Study co-leader Prof. Peter Grace, of the University of Colorado at Boulder (CU-Boulder), and colleagues recently published their findings in the Proceedings of the National Academy of Sciences.
Opioids are among the most commonly used painkillers in the United States; almost 250 million opioid prescriptions were written in 2013 – the equivalent to one bottle of pills for every American adult.
Previous studies have suggested opioids – such as codeine, oxycodone, morphine, and fentanyl – are effective pain relievers. They bind to proteins in the brain, spinal cord, and gastrointestinal tract called opioid receptors, reducing pain perception.
Increasing use and abuse of opioids, however, has become a major public health concern in the U.S.; opioid overdoses are responsible for 78 deaths in the country every day.
Now, Prof. Grace and colleagues have questioned whether opioids really work for pain relief, after finding the opioid morphine worsened chronic pain in rats.
According to Prof. Grace, previous studies assessing morphine use have focused on how the drug affects pain in the short term.
With this in mind, the researchers set out to investigate the longer-term effects of morphine use for chronic pain.
For their study, the team assessed two groups of rats with chronic nerve pain. One group was treated with morphine, while the other was not.
Compared with the non-treatment group, the team found that the chronic pain of the morphine group worsened with just 5 days of treatment. What is more, this effect persisted for several months.
“We are showing for the first time that even a brief exposure to opioids can have long-term negative effects on pain,” says Prof.

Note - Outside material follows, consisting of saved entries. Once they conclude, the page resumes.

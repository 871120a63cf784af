//! Time-bounded cache of fully fetched collections
//!
//! Provides a `TtlCache` that serves a stored collection while it is fresh and
//! otherwise runs a caller-supplied fetch, storing its result with an expiry.
//! Concurrent misses for the same key share one in-flight fetch.

use chrono::Duration;
use futures::future::{BoxFuture, FutureExt, Shared};
use std::collections::HashMap;
use std::fmt;
use std::future::Future;
use std::panic::{self, AssertUnwindSafe};
use std::sync::{Arc, Mutex};
use tracing::{debug, error, info};

use super::store::{lock, CacheEntry, CacheStore};
use crate::data::{Collection, FetchError, Record};

/// Default time-to-live for cache entries in milliseconds (one hour)
pub const DEFAULT_TTL_MS: i64 = 60 * 60 * 1000;

type PendingFill = Shared<BoxFuture<'static, Result<Collection, FetchError>>>;

/// TTL cache keyed by endpoint path, with single-flight misses
///
/// On a hit the stored collection is returned as-is, with no I/O. On a miss the
/// fetch runs once; every caller asking for the same key meanwhile awaits that
/// same fetch. Only successful fetches are stored, so a failure never replaces
/// (or creates) an entry.
#[derive(Clone)]
pub struct TtlCache {
    store: Arc<dyn CacheStore>,
    in_flight: Arc<Mutex<HashMap<String, PendingFill>>>,
}

impl fmt::Debug for TtlCache {
    fn fmt(&self, f: &mut fmt::Formatter<'_>) -> fmt::Result {
        f.debug_struct("TtlCache")
            .field("in_flight", &lock(&self.in_flight).len())
            .finish_non_exhaustive()
    }
}

impl TtlCache {
    /// Creates a cache over `store`
    pub fn new(store: Arc<dyn CacheStore>) -> Self {
        Self {
            store,
            in_flight: Arc::new(Mutex::new(HashMap::new())),
        }
    }

    /// Returns the cached collection for `key`, fetching it if stale or absent
    ///
    /// # Arguments
    /// * `key` - Endpoint path; matched exactly
    /// * `ttl` - How long a freshly fetched collection stays servable
    /// * `fetch` - Produces the complete, transformed collection on a miss
    ///
    /// # Returns
    /// * `Ok(Collection)` - The fresh cached payload, or the newly fetched one
    /// * `Err(FetchError)` - If the fetch (shared or own) failed
    pub async fn get_or_fetch<F, Fut>(
        &self,
        key: &str,
        ttl: Duration,
        fetch: F,
    ) -> Result<Collection, FetchError>
    where
        F: FnOnce() -> Fut,
        Fut: Future<Output = Result<Vec<Record>, FetchError>> + Send + 'static,
    {
        let pending = {
            let mut in_flight = lock(&self.in_flight);

            // Checked under the in-flight lock: a fill stores its entry before
            // it leaves the in-flight map.
            if let Some(entry) = self.store.get(key) {
                if entry.is_fresh(self.store.now()) {
                    debug!(key, "cache hit");
                    return Ok(entry.data);
                }
            }

            match in_flight.get(key) {
                Some(pending) => {
                    debug!(key, "joining in-flight fetch");
                    pending.clone()
                }
                None => {
                    info!(key, "cache miss");
                    let pending = self.fill(key.to_string(), ttl, fetch()).boxed().shared();
                    in_flight.insert(key.to_string(), pending.clone());
                    pending
                }
            }
        };

        pending.await
    }

    /// Runs `fetch`, stores a successful result and clears the in-flight slot
    fn fill<Fut>(
        &self,
        key: String,
        ttl: Duration,
        fetch: Fut,
    ) -> impl Future<Output = Result<Collection, FetchError>> + Send + 'static
    where
        Fut: Future<Output = Result<Vec<Record>, FetchError>> + Send + 'static,
    {
        let store = Arc::clone(&self.store);
        let in_flight = Arc::clone(&self.in_flight);

        async move {
            let outcome = AssertUnwindSafe(async {
                let result = fetch.await.map(Arc::new);
                if let Ok(data) = &result {
                    store.put(&key, CacheEntry::new(Arc::clone(data), store.now(), ttl));
                    info!(key = %key, records = data.len(), "cache filled");
                }
                result
            })
            .catch_unwind()
            .await;

            // A panicked fill must not stay joinable, or every later call for
            // this key would re-raise it.
            lock(&in_flight).remove(&key);

            outcome.unwrap_or_else(|payload| {
                error!(key = %key, "cache fill panicked");
                panic::resume_unwind(payload)
            })
        }
    }
}
//! Public retrieval API
//!
//! `SwapiClient` wires the page fetcher, the transforms and the TTL cache
//! together. Callers pick between a single raw fetch, an uncached full-collection
//! fetch, and the cached, transformed collection.

use chrono::Duration;
use serde::de::DeserializeOwned;
use std::sync::Arc;
use tracing::debug;

use crate::cache::{CacheStore, MemoryStore, TtlCache, DEFAULT_TTL_MS};
use crate::data::endpoint::SWAPI_BASE_URL;
use crate::data::{
    find_by_id, resolve_links, Collection, FetchError, FetchStrategy, HttpGet, PageFetcher,
    Record, ReqwestTransport, Transform, UrlBuilder, FILMS, PEOPLE, SPECIES, STARSHIPS,
};

/// Settings for a [`SwapiClient`]
#[derive(Debug, Clone, PartialEq, Eq)]
pub struct RetrievalConfig {
    /// Base address all endpoint paths are appended to
    pub base_url: String,
    /// Default time-to-live for cached collections
    pub ttl: Duration,
    /// Strategy for uncached full-collection fetches
    pub strategy: FetchStrategy,
}

impl Default for RetrievalConfig {
    fn default() -> Self {
        Self {
            base_url: SWAPI_BASE_URL.to_string(),
            ttl: Duration::milliseconds(DEFAULT_TTL_MS),
            strategy: FetchStrategy::default(),
        }
    }
}

/// Entry point for retrieving SWAPI resources and collections
#[derive(Debug, Clone)]
pub struct SwapiClient {
    pages: PageFetcher,
    cache: TtlCache,
    config: RetrievalConfig,
}

impl Default for SwapiClient {
    fn default() -> Self {
        Self::new(RetrievalConfig::default())
    }
}

impl SwapiClient {
    /// Create a new client talking to the network with an in-memory cache
    pub fn new(config: RetrievalConfig) -> Self {
        Self::with_parts(
            config,
            Arc::new(ReqwestTransport::new()),
            Arc::new(MemoryStore::new()),
        )
    }

    /// Create a new client with a custom transport and cache store
    ///
    /// Lets tests substitute canned responses and a controllable clock.
    pub fn with_parts(
        config: RetrievalConfig,
        transport: Arc<dyn HttpGet>,
        store: Arc<dyn CacheStore>,
    ) -> Self {
        let urls = UrlBuilder::new(config.base_url.clone());
        Self {
            pages: PageFetcher::new(transport, urls),
            cache: TtlCache::new(store),
            config,
        }
    }

    /// The client's configuration
    pub fn config(&self) -> &RetrievalConfig {
        &self.config
    }

    /// Fetches one resource by path, without pagination or caching
    ///
    /// Returns the decoded body unchanged, e.g. a single record for
    /// `"/people/1"` or the first [`Page`](crate::data::Page) of a collection.
    pub async fn fetch<T>(&self, endpoint: &str) -> Result<T, FetchError>
    where
        T: DeserializeOwned + Send,
    {
        self.pages.fetch(endpoint).await
    }

    /// Fetches one record by path
    pub async fn fetch_record(&self, endpoint: &str) -> Result<Record, FetchError> {
        self.fetch(endpoint).await
    }

    /// Fetches every page of a collection using the configured strategy
    ///
    /// Uncached and untransformed: records come back in page order.
    pub async fn fetch_all(&self, endpoint: &str) -> Result<Vec<Record>, FetchError> {
        self.fetch_all_with(endpoint, self.config.strategy).await
    }

    /// Fetches every page of a collection using `strategy`
    pub async fn fetch_all_with(
        &self,
        endpoint: &str,
        strategy: FetchStrategy,
    ) -> Result<Vec<Record>, FetchError> {
        self.pages.fetch_all(endpoint, strategy).await
    }

    /// Returns the transformed collection, served from cache while fresh
    pub async fn collection(&self, endpoint: &str) -> Result<Collection, FetchError> {
        self.collection_with_ttl(endpoint, self.config.ttl).await
    }

    /// Like [`SwapiClient::collection`] with an explicit time-to-live
    ///
    /// # Arguments
    /// * `endpoint` - Collection path such as `"/people"`; also the cache key
    /// * `ttl` - Lifetime of the entry stored if this call has to fetch
    ///
    /// # Returns
    /// * `Ok(Collection)` - All records, merged across pages, sorted and augmented
    /// * `Err(FetchError)` - If any page request failed; nothing is cached then
    pub async fn collection_with_ttl(
        &self,
        endpoint: &str,
        ttl: Duration,
    ) -> Result<Collection, FetchError> {
        let pages = self.pages.clone();
        let path = endpoint.to_string();

        self.cache
            .get_or_fetch(endpoint, ttl, move || async move {
                let records = pages.fan_out(&path).await?;
                let transform = Transform::for_endpoint(&path);
                debug!(endpoint = %path, ?transform, records = records.len(), "transforming");
                Ok(transform.apply(records))
            })
            .await
    }

    /// Builds a character's profile with cross-references resolved to names
    ///
    /// Loads people, films, starships and species through the cache, picks the
    /// character whose (positional) id is `id`, and replaces the URLs in its
    /// `films`, `starships` and `species` lists with titles and names.
    ///
    /// # Returns
    /// * `Ok(Some(Record))` - The resolved character
    /// * `Ok(None)` - If no character has that id
    /// * `Err(FetchError)` - If any of the four collections could not be loaded
    pub async fn character(&self, id: &str) -> Result<Option<Record>, FetchError> {
        let (people, films, starships, species) = futures::try_join!(
            self.collection(PEOPLE),
            self.collection(FILMS),
            self.collection(STARSHIPS),
            self.collection(SPECIES),
        )?;

        let Some(character) = find_by_id(&people, id) else {
            debug!(id, "no character with this id");
            return Ok(None);
        };

        let character = resolve_links(character, &films, "films", "title");
        let character = resolve_links(&character, &starships, "starships", "name");
        let character = resolve_links(&character, &species, "species", "name");
        Ok(Some(character))
    }
}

Grace. “We found the treatment was contributing to the problem.”
According to the authors, the combination of morphine and nerve injury triggered a “cascade” of glial cell signaling, which increased chronic pain.
They found that this cascade activated signaling from a protein called interleukin-1beta (IL-1b), which led to overactivity of nerve cells in the brain and spinal cord that respond to pain. This process can increase and prolong pain.

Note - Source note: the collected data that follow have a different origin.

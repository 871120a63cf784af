//! Command-line interface parsing for the SWAPI cache
//!
//! This module handles parsing of CLI arguments using clap and turns them into
//! the [`RetrievalConfig`] the client is built from.

use chrono::Duration;
use clap::{Parser, Subcommand, ValueEnum};
use thiserror::Error;

use crate::api::RetrievalConfig;
use crate::cache::DEFAULT_TTL_MS;
use crate::data::endpoint::SWAPI_BASE_URL;
use crate::data::FetchStrategy;

/// Error types for CLI argument parsing
#[derive(Debug, Error)]
pub enum CliError {
    /// The endpoint path does not start with a slash
    #[error("Invalid endpoint: '{0}'. Endpoint paths start with '/', e.g. /people")]
    InvalidEndpoint(String),
}

/// SWAPI cache - fetch and merge paginated Star Wars API collections
#[derive(Parser, Debug)]
#[command(name = "swapi-cache")]
#[command(about = "Fetch, merge and cache paginated Star Wars API collections")]
#[command(version)]
pub struct Cli {
    /// Base URL endpoint paths are appended to
    #[arg(long, value_name = "URL", default_value = SWAPI_BASE_URL, global = true)]
    pub base_url: String,

    /// Time-to-live for cached collections, in milliseconds
    #[arg(
        long,
        value_name = "MS",
        default_value_t = DEFAULT_TTL_MS,
        value_parser = clap::value_parser!(i64).range(0..),
        global = true
    )]
    pub ttl_ms: i64,

    #[command(subcommand)]
    pub command: Command,
}

/// What to retrieve
#[derive(Subcommand, Debug, Clone, PartialEq, Eq)]
pub enum Command {
    /// Fetch a single resource, e.g. /people/1, without pagination
    Record {
        /// Resource path
        #[arg(value_parser = parse_endpoint_arg)]
        path: String,
    },

    /// Fetch every page of a collection, e.g. /people
    ///
    /// By default the merged collection is sorted and augmented (ids and years
    /// for /people, episode numerals for /films). With --uncached the raw pages
    /// are concatenated in page order instead.
    Collection {
        /// Collection path
        #[arg(value_parser = parse_endpoint_arg)]
        path: String,

        /// Skip the cache and transforms
        #[arg(long)]
        uncached: bool,

        /// How pages are retrieved when --uncached is given
        #[arg(long, value_enum, default_value_t = StrategyArg::FanOut)]
        strategy: StrategyArg,
    },

    /// Show a character with films, starships and species resolved to names
    Character {
        /// Position of the character in the name-sorted /people collection (1-based)
        id: String,
    },
}

/// Page retrieval strategy as given on the command line
#[derive(ValueEnum, Debug, Clone, Copy, PartialEq, Eq)]
pub enum StrategyArg {
    /// Follow next-page links one at a time
    Cursor,
    /// Read page 1, then request the remaining pages concurrently
    FanOut,
}

impl From<StrategyArg> for FetchStrategy {
    fn from(arg: StrategyArg) -> Self {
        match arg {
            StrategyArg::Cursor => FetchStrategy::CursorWalk,
            StrategyArg::FanOut => FetchStrategy::FanOut,
        }
    }
}

/// Validates an endpoint path argument.
///
/// # Returns
/// * `Ok(String)` if the path starts with `/`
/// * `Err(CliError::InvalidEndpoint)` otherwise
pub fn parse_endpoint_arg(s: &str) -> Result<String, CliError> {
    if s.starts_with('/') {
        Ok(s.to_string())
    } else {
        Err(CliError::InvalidEndpoint(s.to_string()))
    }
}

impl RetrievalConfig {
    /// Creates a RetrievalConfig from parsed CLI arguments.
    pub fn from_cli(cli: &Cli) -> Self {
        let strategy = match &cli.command {
            Command::Collection { strategy, .. } => (*strategy).into(),
            _ => FetchStrategy::default(),
        };

        RetrievalConfig {
            base_url: cli.base_url.clone(),
            ttl: Duration::milliseconds(cli.ttl_ms),
            strategy,
        }
    }
}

The researchers say their findings have important implications for individuals with chronic pain – a condition that is estimated to affect around 100 million Americans.
“The implications for people taking opioids like morphine, oxycodone and methadone are great, since we show the short-term decision to take such opioids can have devastating consequences of making pain worse and longer lasting. This is a very ugly side to opioids that had not been recognized before.”
Study co-leader Prof. Linda Watkins, CU-Boulder
It is not all bad news, however. The researchers found they were able to reverse morphine’s pain-increasing effect using a technique called “designer receptor exclusively activated by designer drugs” (DREADD), which involves the use of a targeted drug that stops glial cell receptors from recognizing opioids.
“Importantly, we’ve also been able to block the two main receptors involved in this immune response, including Toll-Like receptor 4 (TLR4) and another one called P2X7R, which have both been separately implicated in chronic pain before,” notes Prof. Grace.
“By blocking these receptors, we’re preventing the immune response from kicking in, enabling the painkilling benefits of morphine to be delivered without resulting in further chronic pain.”
He adds that drugs that can block such receptors are currently in development, but it is likely to be at least another 5 years before they are available for clinical use.